Toplu ulaşım için F. Altay  (Üçkuyular* da diyoruz) semt garajından Seferihisar dolmuşuna ya da otobüsüne atlayıp, 1 saate yakın bir yolculuk ardından sahilleri gezen dolmuş görünümlü ringlere binerek Sığacık’a ulaşım mümkün.

 Samos Adası’na direk seferleri başladığından gazetelerde boy gösterir oldu, duymuş olabilirsiniz. Yurtdışına açılmasının yanında, yazıma konu olan tekne turlarının da kalkış noktası. Aynı zamanda bir Cuma sabahı Sığacık Limanı’nda 10 kişi kümelenmemizin de sebebi.

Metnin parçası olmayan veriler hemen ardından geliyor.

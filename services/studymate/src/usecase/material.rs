use uuid::Uuid;

use studymate_domain::pagination::PageRequest;

use crate::domain::projection::{EntityKind, SyncOp};
use crate::domain::repository::{MaterialRepository, Projector};
use crate::domain::types::{DownloadTarget, MaterialDetail, MaterialFilter, MaterialUpdate};
use crate::error::StudyMateError;

// ── ListMaterials ────────────────────────────────────────────────────────────

pub struct ListMaterialsUseCase<R: MaterialRepository> {
    pub repo: R,
}

impl<R: MaterialRepository> ListMaterialsUseCase<R> {
    pub async fn execute(
        &self,
        mut filter: MaterialFilter,
        page: PageRequest,
    ) -> Result<Vec<MaterialDetail>, StudyMateError> {
        filter.search = filter
            .search
            .map(|s| s.trim().to_owned())
            .filter(|s| !s.is_empty());
        self.repo.list(&filter, page).await
    }
}

// ── GetMaterial ──────────────────────────────────────────────────────────────

pub struct GetMaterialUseCase<R: MaterialRepository> {
    pub repo: R,
}

impl<R: MaterialRepository> GetMaterialUseCase<R> {
    pub async fn execute(&self, id: Uuid) -> Result<MaterialDetail, StudyMateError> {
        self.repo
            .find_detail(id)
            .await?
            .ok_or(StudyMateError::MaterialNotFound)
    }
}

// ── UpdateMaterial ───────────────────────────────────────────────────────────

pub struct UpdateMaterialUseCase<R: MaterialRepository, P: Projector> {
    pub repo: R,
    pub sync: P,
}

impl<R: MaterialRepository, P: Projector> UpdateMaterialUseCase<R, P> {
    pub async fn execute(
        &self,
        id: Uuid,
        mut update: MaterialUpdate,
    ) -> Result<MaterialDetail, StudyMateError> {
        if update.is_empty() {
            return Err(StudyMateError::validation("nothing to update"));
        }
        if let Some(title) = update.title.as_mut() {
            *title = title.trim().to_owned();
            if title.is_empty() {
                return Err(StudyMateError::validation("title must not be empty"));
            }
        }

        self.repo
            .update_meta(id, &update)
            .await?
            .ok_or(StudyMateError::MaterialNotFound)?;

        self.sync
            .project(EntityKind::Material, id, SyncOp::Upsert)
            .await;

        self.repo
            .find_detail(id)
            .await?
            .ok_or(StudyMateError::MaterialNotFound)
    }
}

// ── ResolveDownload ──────────────────────────────────────────────────────────

pub struct ResolveDownloadUseCase<R: MaterialRepository> {
    pub repo: R,
}

impl<R: MaterialRepository> ResolveDownloadUseCase<R> {
    pub async fn execute(&self, id: Uuid) -> Result<DownloadTarget, StudyMateError> {
        let material = self
            .repo
            .find_by_id(id)
            .await?
            .ok_or(StudyMateError::MaterialNotFound)?;
        material
            .download_target()
            .ok_or(StudyMateError::FileNotFound)
    }
}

Kahramanlarımız mahallemizin ileri gelen hanımefendileri. Bizim mahallede herkes uzaktan yakından bir şekilde akraba, akraba olmayanlar çocukluk arkadaşı, bu arkadaşların evlendikleri dışarıdan kişiler dahil mahalleye tam entegre olmuş durumda. İki aile ya da kişi arasındaki en azami bağlantı komşuluk. Başlı başına koca bir muhtarlığız ama akabinde biz bizeyiz. Bunu özetledikten sonra, hızlı organizasyon ve ‘turistik çevik kuvvetler’ oluşturmak birinci seviyede tetris kadar kolay oluyor.
Seferihisar Sahil Turu
Sığacık’a dönersek, İki seçenek var,  10’da deyip 10.30’da anca kalkmasına rağmen tekneye ucu ucuna yetişirsiniz ya da son derece mobilize bir ekiple yola çıkarak kalkış saatinden epey önce mekana ulaşırsınız.
İkinci ekibin şanslı bir neferi olarak, yolda edinilen gevrek, boyoz, poğaça gibi besin maddelerini özgürce tüketebileceğiniz ve bunu sorun etmeyecek güzel bir çay bahçesi de mevcut limanda. Bir çay ayini ardından tekneye binmek çok daha eğlenceli.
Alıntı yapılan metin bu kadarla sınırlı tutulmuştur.